Paradójicamente -es otra contradicción más- este cuestionamiento de lo real, este estrés proviene de un dejar–ser a las cosas. Supone una confianza y a la vez una escucha. El hombre intuitivo -decían Baudrillard y Berger- mantiene una relación cercana con los objetos y, al mismo tiempo, toma distancias con los contextos donde los objetos se presentan. En tal aspecto, la intuición essituacionista, pues sin infiltrarse en la situaciones, para «oír voces» de otra parte, ese tipo de conocimiento directo no se produce.
Estamos pues ante una disposición natural de la inteligencia, una de esas tecnologías incorporadas al cuerpo. Aparte de que se posea o no, está claro que el hombre puede favorecer lo intuitivo o no, escucharlo o no. Podemos liquidar las intuiciones, apartarnos de ellas con la ortodoxia de la conexión técnica perpetua. Por el contrario, podemos acercarnos con un pie al margen de lo social, confiar en ese rumor de las afueras y escucharlo.
Es evidente que una intuición ha de ponerse a prueba y adquirir forma. Tenemos que estructurarla, fortalecerla y ponerla a andar, en común, para estar en el mundo y afrontar los problemas que nos reclaman. Pero el punto de partida de cierto tipo de pensamiento es siempre un poco insolente, por no decir inconfesablemente irracional. Con la ironía que le caracteriza, Deleuze decía que el verdadero pensamiento abre siempre una línea de brujería.
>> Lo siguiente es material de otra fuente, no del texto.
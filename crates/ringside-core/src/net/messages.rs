use serde::{Deserialize, Serialize};

use crate::PlayerId;
use crate::frame::{MeleeBullet, RoomDownsyncFrame};
use crate::input::{InputFrameDownsync, InputFrameUpsync};

/// Client → server message acts.
pub mod upsync_act {
    pub const HB_PING: i32 = 1;
    pub const PLAYER_CMD: i32 = 2;
    pub const PLAYER_COLLIDER_ACK: i32 = 3;
}

/// Server → client message acts. Negative values are meta frames that mark
/// lifecycle milestones rather than simulation traffic.
pub mod downsync_act {
    pub const HB_REQ: i32 = 1;
    pub const INPUT_BATCH: i32 = 2;
    pub const BATTLE_STOPPED: i32 = 3;
    pub const FORCED_RESYNC: i32 = 4;

    pub const BATTLE_READY_TO_START: i32 = -1;
    pub const BATTLE_START: i32 = 0;
    pub const PLAYER_ADDED_AND_ACKED: i32 = -98;
    pub const PLAYER_READDED_AND_ACKED: i32 = -97;
}

pub mod ret_code {
    pub const OK: i32 = 9000;
    pub const UNKNOWN_ERROR: i32 = 1001;
    pub const PLAYER_NOT_ADDABLE_TO_ROOM: i32 = 1002;
    pub const PLAYER_NOT_FOUND: i32 = 1003;
    pub const ROOM_FULL: i32 = 1004;
}

/// One binary upsync record.
#[derive(Debug, Clone, PartialEq, Serialize, Deserialize)]
pub struct WsReq {
    pub player_id: PlayerId,
    pub join_index: i32,
    pub act: i32,
    pub acking_frame_id: i32,
    pub acking_input_frame_id: i32,
    pub input_frame_upsync_batch: Vec<InputFrameUpsync>,
}

impl WsReq {
    pub fn heartbeat(player_id: PlayerId, join_index: i32) -> Self {
        Self {
            player_id,
            join_index,
            act: upsync_act::HB_PING,
            acking_frame_id: 0,
            acking_input_frame_id: -1,
            input_frame_upsync_batch: Vec::new(),
        }
    }
}

/// One binary downsync record. At most one of `rdf`/`bci` is set; the
/// input batch may accompany either.
#[derive(Debug, Clone, PartialEq, Serialize, Deserialize)]
pub struct WsResp {
    pub ret: i32,
    pub act: i32,
    pub rdf: Option<RoomDownsyncFrame>,
    pub input_frame_downsync_batch: Vec<InputFrameDownsync>,
    pub bci: Option<BattleColliderInfo>,
}

/// Pushed to a session right after admission: everything a client needs to
/// mirror the server's collision setup and frame pacing.
#[derive(Debug, Clone, PartialEq, Serialize, Deserialize)]
pub struct BattleColliderInfo {
    pub room_id: i32,
    pub room_capacity: i32,
    pub stage_name: String,
    pub stage_discrete_w: i32,
    pub stage_discrete_h: i32,
    pub stage_tile_w: i32,
    pub stage_tile_h: i32,

    pub server_fps: i32,
    pub battle_duration_frames: i32,
    pub battle_duration_nanos: i64,
    pub rollback_estimated_dt_nanos: i64,
    pub input_delay_frames: i32,
    pub input_scale_frames: u32,
    pub nst_delay_frames: i32,
    pub sp_atk_lookup_frames: i32,
    pub render_cache_size: i32,

    pub world_to_virtual_grid_ratio: f64,
    pub virtual_grid_to_world_ratio: f64,
    pub melee_skill: MeleeBullet,
}

#[cfg(test)]
mod tests {
    use super::*;

    #[test]
    fn heartbeat_carries_no_inputs() {
        let hb = WsReq::heartbeat(42, 1);
        assert_eq!(hb.act, upsync_act::HB_PING);
        assert!(hb.input_frame_upsync_batch.is_empty());
        assert_eq!(hb.acking_input_frame_id, -1);
    }
}
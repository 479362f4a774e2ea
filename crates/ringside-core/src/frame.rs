use std::collections::BTreeMap;

use serde::{Deserialize, Serialize};

use crate::PlayerId;

/// Character animation/logic states shared with clients. Kept as plain
/// integers on the wire.
pub mod character_state {
    pub const IDLE1: i32 = 0;
    pub const WALKING: i32 = 1;
    pub const ATK1: i32 = 2;
    pub const ATKED1: i32 = 3;
}

/// Authoritative per-player snapshot inside a render frame. Positions are
/// virtual-grid integers; `speed` is virtual-grid units per render frame.
#[derive(Debug, Clone, PartialEq, Serialize, Deserialize)]
pub struct PlayerDownsync {
    pub id: PlayerId,
    pub virtual_grid_x: i32,
    pub virtual_grid_y: i32,
    pub dir_x: i32,
    pub dir_y: i32,
    pub character_state: i32,
    pub speed: i32,
    pub frames_to_recover: i32,
    pub hp: i32,
    pub max_hp: i32,
    pub collider_radius: f64,
    pub join_index: i32,
}

/// An in-flight melee attack. Startup/active/recovery windows are counted
/// in render frames from `originated_render_frame_id`.
#[derive(Debug, Clone, PartialEq, Serialize, Deserialize)]
pub struct MeleeBullet {
    pub battle_local_id: i32,
    pub offender_join_index: i32,
    pub offender_player_id: PlayerId,
    pub originated_render_frame_id: i32,

    pub startup_frames: i32,
    pub active_frames: i32,
    pub recovery_frames: i32,
    pub recovery_frames_on_block: i32,
    pub recovery_frames_on_hit: i32,

    pub hitbox_offset: f64,
    pub hitbox_size_x: f64,
    pub hitbox_size_y: f64,
    pub moveforward_x: f64,
    pub moveforward_y: f64,

    pub hit_stun_frames: i32,
    pub block_stun_frames: i32,
    pub pushback: f64,
    pub release_trigger_type: i32,
    pub damage: i32,
}

impl MeleeBullet {
    /// Render-frame ids during which the hitbox is live.
    pub fn active_window(&self) -> (i32, i32) {
        let st = self.originated_render_frame_id + self.startup_frames;
        (st, st + self.active_frames)
    }

    pub fn is_active_at(&self, render_frame_id: i32) -> bool {
        let (st, ed) = self.active_window();
        st <= render_frame_id && render_frame_id < ed
    }
}

/// Rising-edge button release.
pub const RELEASE_TRIGGER_RISING_EDGE: i32 = 1;

/// The basic punch, skill id 1. Cloned whenever an attack input has a
/// rising edge.
pub fn punch_skill() -> MeleeBullet {
    MeleeBullet {
        battle_local_id: 0,
        offender_join_index: 0,
        offender_player_id: 0,
        originated_render_frame_id: 0,
        startup_frames: 23,
        active_frames: 3,
        recovery_frames: 61,
        recovery_frames_on_block: 61,
        recovery_frames_on_hit: 61,
        hitbox_offset: 12.0,
        hitbox_size_x: 45.0,
        hitbox_size_y: 32.0,
        moveforward_x: 0.0,
        moveforward_y: 0.0,
        hit_stun_frames: 18,
        block_stun_frames: 9,
        pushback: 11.0,
        release_trigger_type: RELEASE_TRIGGER_RISING_EDGE,
        damage: 5,
    }
}

/// One authoritative simulation tick. Players are keyed by id in a sorted
/// map so serialization and iteration order are deterministic.
#[derive(Debug, Clone, PartialEq, Serialize, Deserialize)]
pub struct RoomDownsyncFrame {
    pub id: i32,
    pub players: BTreeMap<PlayerId, PlayerDownsync>,
    pub countdown_nanos: i64,
    pub melee_bullets: Vec<MeleeBullet>,
}

impl RoomDownsyncFrame {
    /// Player ids ordered by join index; every per-frame loop iterates in
    /// this order to keep the step deterministic.
    pub fn player_ids_in_join_order(&self) -> Vec<PlayerId> {
        let mut ids: Vec<(i32, PlayerId)> = self
            .players
            .values()
            .map(|p| (p.join_index, p.id))
            .collect();
        ids.sort_unstable();
        ids.into_iter().map(|(_, id)| id).collect()
    }
}

#[cfg(test)]
mod tests {
    use super::*;

    #[test]
    fn active_window_excludes_startup_and_end() {
        let mut b = punch_skill();
        b.originated_render_frame_id = 100;
        assert!(!b.is_active_at(100));
        assert!(!b.is_active_at(122));
        assert!(b.is_active_at(123));
        assert!(b.is_active_at(125));
        assert!(!b.is_active_at(126));
    }

    #[test]
    fn join_order_ignores_map_key_order() {
        let mut frame = RoomDownsyncFrame {
            id: 0,
            players: BTreeMap::new(),
            countdown_nanos: 0,
            melee_bullets: Vec::new(),
        };
        // Lower player id carries the higher join index.
        for (id, join_index) in [(3, 2), (9, 1)] {
            frame.players.insert(
                id,
                PlayerDownsync {
                    id,
                    virtual_grid_x: 0,
                    virtual_grid_y: 0,
                    dir_x: 2,
                    dir_y: 0,
                    character_state: character_state::IDLE1,
                    speed: 1000,
                    frames_to_recover: 0,
                    hp: 100,
                    max_hp: 100,
                    collider_radius: 12.0,
                    join_index,
                },
            );
        }
        assert_eq!(frame.player_ids_in_join_order(), vec![9, 3]);
    }
}
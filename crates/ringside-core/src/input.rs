use serde::{Deserialize, Serialize};

/// The 13 permitted joystick directions. The first 4 bits of an encoded
/// input select an entry; `(dx, dy)` components are in the virtual-grid
/// basis used by the simulator.
pub const DIRECTION_DECODER: [[i32; 2]; 13] = [
    [0, 0],
    [0, 1],
    [0, -1],
    [2, 0],
    [-2, 0],
    [2, 1],
    [-2, -1],
    [2, -1],
    [-2, 1],
    [2, 0],
    [-2, 0],
    [0, 1],
    [0, -1],
];

/// Bit 4 of the encoded input carries the attack button level.
pub const INPUT_BTN_A_BIT: u64 = 1 << 4;

const INPUT_DIR_MASK: u64 = 0x0F;

/// One player's command for one input frame, unpacked.
#[derive(Debug, Clone, Copy, PartialEq, Eq)]
pub struct DecodedInput {
    pub dx: i32,
    pub dy: i32,
    pub btn_a_level: u64,
}

/// Decode the 5 used bits of an encoded input. An out-of-range direction
/// index decodes as "no movement" rather than being rejected; by then the
/// input is already part of the authoritative timeline.
pub fn decode_input(encoded: u64) -> DecodedInput {
    let idx = (encoded & INPUT_DIR_MASK) as usize;
    let [dx, dy] = if idx < DIRECTION_DECODER.len() {
        DIRECTION_DECODER[idx]
    } else {
        DIRECTION_DECODER[0]
    };
    DecodedInput {
        dx,
        dy,
        btn_a_level: (encoded & INPUT_BTN_A_BIT) >> 4,
    }
}

pub fn encode_input(direction_idx: u8, btn_a: bool) -> u64 {
    let mut encoded = u64::from(direction_idx) & INPUT_DIR_MASK;
    if btn_a {
        encoded |= INPUT_BTN_A_BIT;
    }
    encoded
}

/// `renderFrameId → inputFrameId` under the given delay. Clamped at 0 for
/// early render frames so the kickoff input frame always resolves.
pub fn convert_to_input_frame_id(
    render_frame_id: i32,
    input_delay_frames: i32,
    input_scale_frames: u32,
) -> i32 {
    if render_frame_id < input_delay_frames {
        return 0;
    }
    (render_frame_id - input_delay_frames) >> input_scale_frames
}

/// First render frame that consumes `input_frame_id`.
pub fn convert_to_first_used_render_frame_id(
    input_frame_id: i32,
    input_delay_frames: i32,
    input_scale_frames: u32,
) -> i32 {
    (input_frame_id << input_scale_frames) + input_delay_frames
}

/// Last render frame that consumes `input_frame_id`.
pub fn convert_to_last_used_render_frame_id(
    input_frame_id: i32,
    input_delay_frames: i32,
    input_scale_frames: u32,
) -> i32 {
    (input_frame_id << input_scale_frames) + input_delay_frames + (1 << input_scale_frames) - 1
}

/// True on the render frames that open a new input-frame slot, i.e. every
/// `1 << input_scale_frames`-th frame.
pub fn should_prefab_input_frame_downsync(render_frame_id: i32, input_scale_frames: u32) -> bool {
    0 == (render_frame_id & ((1 << input_scale_frames) - 1))
}

/// One input per player slot for a single downsampled frame, plus the
/// bitmask of join indices whose input is a real upsync rather than a
/// prefabbed prediction.
#[derive(Debug, Clone, PartialEq, Eq, Serialize, Deserialize)]
pub struct InputFrameDownsync {
    pub input_frame_id: i32,
    pub input_list: Vec<u64>,
    pub confirmed_list: u64,
}

impl InputFrameDownsync {
    pub fn all_confirmed_mask(capacity: usize) -> u64 {
        (1u64 << capacity) - 1
    }
}

/// A single client command as carried by the wire.
#[derive(Debug, Clone, Copy, PartialEq, Eq, Serialize, Deserialize)]
pub struct InputFrameUpsync {
    pub input_frame_id: i32,
    pub encoded: u64,
}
Es obvio que la intuición tiene que ver también con el crédito que le concedamos a la imaginación y, quizás ante todo, con el que le concedemos al instante. Sabemos que un momento crucial puede cambiar el tiempo. Pero es necesario escucharlo y acogerlo, darle crédito, dejando tal vez muchos otros momentos del tiempo reconocido, que tal vez tengan más avales y más fama.
Se podía decir que hoy, en todos los órdenes -de lo perceptivo a lo clínico y ético, de lo intelectual a lo político- estaríamos obligados a elegir, poniendo nuestro hemisferio principal en la intuición o en la información. En el primer caso correremos efectivamente el riesgo de quedarnos solos, cerca de los fantasmas. En el segundo el peligro es morir de éxito, instalados en esa obesidad de la multiplicación que algún día tendrá su metástasis. La cuestión clave estará en el arte de las dosis, en un equilibro inestable que hay que reinventar todos los días.